Logo, não banquemos o mito inatingível e sem falhas, mas procuremos alguém para confiar, amar, e abrir os porões da alma. Só quando encontramos esse alguém, é que encontramos um modo de crescer e um "porque" de crescer. Aprendemos que é a partir daqueles que amamos, que podemos fazer o ímpossível acontecer.
Então comecemos uma nova etapa, abrindo os porões, e ouvindo a voz de Deus dentro de nós, que muitas vezes estava abafada por tanto entulho.

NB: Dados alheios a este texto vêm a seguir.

use crate::smoother::{IncrementalSmoother, OptimizeError, SmootherConfig};
use keyframe_store::{Factor, FactorKind};
use std::cmp::{Ordering, Reverse};
use std::collections::{BTreeMap, BinaryHeap};
use transforms::Transform3D;
use types::VertexId;

#[derive(Clone)]
struct QueuedFactor(Factor);

impl PartialEq for QueuedFactor {
    fn eq(&self, other: &Self) -> bool {
        self.0.order_key() == other.0.order_key()
    }
}
impl Eq for QueuedFactor {}
impl PartialOrd for QueuedFactor {
    fn partial_cmp(&self, other: &Self) -> Option<Ordering> {
        Some(self.cmp(other))
    }
}
impl Ord for QueuedFactor {
    fn cmp(&self, other: &Self) -> Ordering {
        self.0.order_key().cmp(&other.0.order_key())
    }
}

/// Replay `factors` into a fresh [`IncrementalSmoother`] in ascending
/// vertex id order.
///
/// `np` is the prior session's vertex count: below it every vertex
/// triggers an update so the prior's own loops replay exactly; at or
/// above it, updates are deferred until the first cross-session `Loop`
/// factor fires.
pub fn replay(
    initial_estimates: &BTreeMap<VertexId, Transform3D>,
    factors: Vec<Factor>,
    np: VertexId,
    config: SmootherConfig,
) -> Result<IncrementalSmoother, OptimizeError> {
    let mut heap: BinaryHeap<Reverse<QueuedFactor>> =
        factors.into_iter().map(|f| Reverse(QueuedFactor(f))).collect();
    let mut smoother = IncrementalSmoother::new(config);

    let mut pending_values: BTreeMap<VertexId, Transform3D> = BTreeMap::new();
    let mut pending_graph: Vec<Factor> = Vec::new();

    for (&i, &pose) in initial_estimates {
        pending_values.insert(i, pose);

        let mut loop_is_closed = false;
        let mut stitch_optimize = false;

        while let Some(order_key) = heap.peek().map(|Reverse(q)| q.0.order_key()) {
            let (hi, lo, _) = order_key;
            if hi > i || lo > i {
                break;
            }
            let Reverse(QueuedFactor(f)) = heap.pop().unwrap();
            if matches!(f.kind, FactorKind::Loop | FactorKind::Gps) {
                loop_is_closed = true;
                if i >= np && f.kind == FactorKind::Loop {
                    stitch_optimize = true;
                }
            }
            pending_graph.push(f);
        }

        if i < np || stitch_optimize {
            smoother.update_with(&pending_values, &pending_graph)?;
            smoother.update()?;
            if loop_is_closed {
                for _ in 0..config.extra_passes_after_loop {
                    smoother.update()?;
                }
            }
            pending_values.clear();
            pending_graph.clear();
        }
    }

    if !heap.is_empty() {
        tracing::warn!(remaining = heap.len(), "factors never became eligible for replay");
    }

    Ok(smoother)
}

#[cfg(test)]
mod tests {
    use super::*;
    use keyframe_store::Factor;

    fn straight_line(n: usize) -> BTreeMap<VertexId, Transform3D> {
        (0..n).map(|i| (i, Transform3D::new(i as f64, 0.0, 0.0, 0.0, 0.0, 0.0))).collect()
    }

    #[test]
    fn prior_only_replay_keeps_bare_update_count_low() {
        let initial = straight_line(5);
        let factors = vec![Factor::prior(0, Transform3D::identity(), vec![1e-6; 6])];
        let smoother = replay(&initial, factors, 5, SmootherConfig::default()).unwrap();
        assert_eq!(smoother.estimate().len(), 5);
    }

    #[test]
    fn single_loop_that_closes_on_the_last_vertex_triggers_exactly_six_bare_updates() {
        // np = 0: every vertex is "stitch", so no flush happens until
        // stitch_optimize fires on the loop factor closing at the last
        // vertex. That's the single flush in this replay, and it should
        // produce exactly 1 (extra pass) + 5 (post-loop passes) = 6 bare
        // `update()` calls.
        let n = 10;
        let initial = straight_line(n);
        let mut factors = vec![Factor::prior(0, Transform3D::identity(), vec![1e-6; 6])];
        for i in 1..n {
            factors.push(Factor::between(i - 1, i, Transform3D::new(1.0, 0.0, 0.0, 0.0, 0.0, 0.0), vec![1e-4; 6]));
        }
        factors.push(Factor::loop_closure(
            n - 1,
            0,
            Transform3D::new(-(n as f64 - 1.0), 0.0, 0.0, 0.0, 0.0, 0.0),
            vec![1e-2; 6],
        ));

        let smoother = replay(&initial, factors, 0, SmootherConfig::default()).unwrap();
        assert_eq!(smoother.bare_update_calls(), 1 + 5);
    }
}
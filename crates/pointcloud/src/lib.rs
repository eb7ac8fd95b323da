//! Keyframe point clouds and the geometric primitives the map-stitching
//! core treats as black boxes: voxel downsampling, nearest-neighbor
//! search, and point-to-point ICP alignment.
//!
//! These are deliberately simple stand-ins for a production point-cloud
//! library (PCL's octree voxel filter, `KdTreeFLANN`, `GeneralizedICP`):
//! brute-force search is fine at keyframe-submap scale and keeps this
//! crate dependency-free beyond `nalgebra`.

mod cloud;
mod icp;
mod io;
mod neighbors;

pub use cloud::PointCloud;
pub use icp::{align, IcpConfig, IcpResult};
pub use io::{read_cloud, read_trajectory, write_cloud, write_trajectory, CloudIoError};
pub use neighbors::{KdTree3, NeighborIndex};

use nalgebra::Vector3;
use transforms::Transform3D;

/// Transform every point of `cloud` by `tf`, returning a new cloud.
///
/// A keyframe's cloud is stored in its own LiDAR frame and must be
/// transformed into world frame before it can be aggregated into a
/// submap or global map.
pub fn transform_cloud(cloud: &PointCloud, tf: &Transform3D) -> PointCloud {
    let points: Vec<Vector3<f64>> = cloud
        .points
        .iter()
        .map(|p| tf.transform_point(*p))
        .collect();
    PointCloud::from_points(points)
}

/// Concatenate clouds in order.
pub fn concat(clouds: impl IntoIterator<Item = PointCloud>) -> PointCloud {
    let mut out = PointCloud::new();
    for cloud in clouds {
        out.points.extend(cloud.points);
    }
    out
}
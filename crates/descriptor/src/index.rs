use crate::scancontext::{column_shift_distance, yaw_offset_from_shift, Descriptor};

/// Parameters for [`ScanContextIndex::detect_closest`].
#[derive(Debug, Clone, Copy)]
pub struct DetectConfig {
    /// Minimum index size before any candidate is returned
    /// (`loop_keyframe_num_thld`, default 50).
    pub min_candidates: usize,
    /// How many of the index's most-recently-added entries to exclude
    /// from the ring-key search. Cross-session stitching always passes
    /// 0 here (the whole prior index is eligible); a value > 0 recovers
    /// the intra-session "don't match yourself" guard the underlying
    /// scan-context manager also supports.
    pub exclude_recent: usize,
    /// How many ring-key nearest neighbors to check exactly via
    /// column-shift distance.
    pub num_candidates: usize,
    /// Acceptance threshold on column-shift distance (`SC_DIST_THRES`).
    pub dist_threshold: f64,
}

impl Default for DetectConfig {
    fn default() -> Self {
        Self {
            min_candidates: 50,
            exclude_recent: 0,
            num_candidates: 10,
            dist_threshold: 0.13,
        }
    }
}

/// Append-only index of keyframe descriptors, queryable by nearest
/// candidate under column-shift distance.
///
/// Ids are whatever the caller chooses (global or per-session); the
/// index itself only tracks insertion order for `exclude_recent`.
#[derive(Debug, Clone, Default)]
pub struct ScanContextIndex {
    ids: Vec<usize>,
    descriptors: Vec<Descriptor>,
}

impl ScanContextIndex {
    pub fn new() -> Self {
        Self::default()
    }

    pub fn push(&mut self, id: usize, descriptor: Descriptor) {
        self.ids.push(id);
        self.descriptors.push(descriptor);
    }

    pub fn len(&self) -> usize {
        self.descriptors.len()
    }

    pub fn is_empty(&self) -> bool {
        self.descriptors.is_empty()
    }

    pub fn get(&self, position: usize) -> Option<&Descriptor> {
        self.descriptors.get(position)
    }

    /// Find the nearest candidate to `query`, returning its id and the
    /// yaw offset (radians) that rotates the query frame left to align
    /// with the candidate.
    ///
    /// Gates on index size, screens candidates in ring-key space, then
    /// refines with exact column-shift distance and accepts only below
    /// `dist_threshold`.
    pub fn detect_closest(&self, query: &Descriptor, config: &DetectConfig) -> Option<(usize, f64)> {
        let searchable = self.len().saturating_sub(config.exclude_recent);
        if searchable < config.min_candidates {
            tracing::debug!(searchable, min_candidates = config.min_candidates, "index too small, skipping detection");
            return None;
        }

        let mut by_ringkey: Vec<(usize, f64)> = (0..searchable)
            .map(|i| (i, ring_key_distance(&self.descriptors[i].ring_key, &query.ring_key)))
            .collect();
        by_ringkey.sort_by(|a, b| a.1.partial_cmp(&b.1).unwrap());
        by_ringkey.truncate(config.num_candidates.max(1));

        let mut best: Option<(usize, f64, i32)> = None;
        for (position, _) in by_ringkey {
            let (dist, shift) = column_shift_distance(&self.descriptors[position], query);
            if best.map(|(_, best_dist, _)| dist < best_dist).unwrap_or(true) {
                best = Some((position, dist, shift));
            }
        }

        let (position, dist, shift) = best?;
        if dist >= config.dist_threshold {
            tracing::warn!(dist, threshold = config.dist_threshold, "best candidate exceeded distance threshold");
            return None;
        }

        let yaw_offset = yaw_offset_from_shift(shift, query.num_sectors());
        Some((self.ids[position], yaw_offset))
    }
}

fn ring_key_distance(a: &[f64], b: &[f64]) -> f64 {
    a.iter()
        .zip(b.iter())
        .map(|(x, y)| (x - y).powi(2))
        .sum::<f64>()
        .sqrt()
}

Assim podemos abrir as portas e deixar a Luz do Sol entrar, revelando uma multidão de cores, que muitas vezes eram desconhecidas por nós mesmos...
Vitor

A acusação dos demônios e o julgamento humano


No Sermão do Segundo Domingo do Advento, Vieira afirmou que antes quisera ver-se acusado do demônio do que julgado de homens: "Porque os demônios apenas acusam as obras e palavras, ao passo que o homem julga e condena até os mais íntimos pensamentos, muito embora os não possa conhecer. No juízo de Deus as nossas obras defendem-nos, no juízo dos homens o maior inimigo que temos são as nossas boas obras. Não há maior delito no mundo do que o ser melhor. Um grande delito mais vezes achou piedade; um grande merecimento nunca lhe faltou a inveja. No juízo de Deus perdoam-se os pecados como fraquezas; no juízo dos homens castigam-se as valentias como pecados. Deus vos livre de vossas obras, e muito mais das grandes, pois muito mais seguro é ir com pecados ao juízo de Deus, que com milagres ao juízo dos homens! Em Deus há misericórdia, na inveja não há perdão." Pe Antonio Vieira.